A new preprint math paper is lighting up the airwaves as mathematicians tune in for a possible breakthrough in a very old, very sticky problem in number theory. Riemann’s hypothesis-concerning the distribution of prime numbers throughout the number line, dates back over 160 years. While the new paper doesn’t purport to solve the problem, it could be a substantial step toward a solution. That could enable other number theorists to keep taking steps toward solving it, and (perhaps more importantly) winning a $1 million prize.

The “Millennium Problems” are seven infamously intractable math problems laid out in the year 2000 by the prestigious Clay Institute, each with $1 million attached as payment for a solution. They span all areas of math, as the Clay Institute was founded in 1998 to push the entire field forward with financial support for researchers and important breakthroughs.
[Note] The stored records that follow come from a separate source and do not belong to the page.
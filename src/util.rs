/// Open a profiling span that lasts until the end of the enclosing scope.
///
/// Takes the span name and the name of the function it's in.
/// Expands to a unit value unless the `tracy` feature is enabled,
/// in which case it records a span if a Tracy client is running.
#[macro_export]
macro_rules! tracy_span {
    ($name:literal, $fn_name:literal) => {{
        #[cfg(feature = "tracy")]
        let span = tracy_client::Client::running()
            .map(|client| client.span_alloc(Some($name), $fn_name, file!(), line!(), 0));
        #[cfg(not(feature = "tracy"))]
        let span = ();
        span
    }};
}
But the only solved Millennium Problem so far, the Poincare conjecture, illustrates one of the funny pitfalls inherent to offering a large cash prize for math. The winner, Grigori Perelman, refused the Clay prize as well as the prestigious Fields Medal. He withdrew from mathematics and public life in 2006, and even in 2010, he still insisted his contribution was the same as the mathematician whose work laid the foundation on which he built his proof, Richard Hamilton.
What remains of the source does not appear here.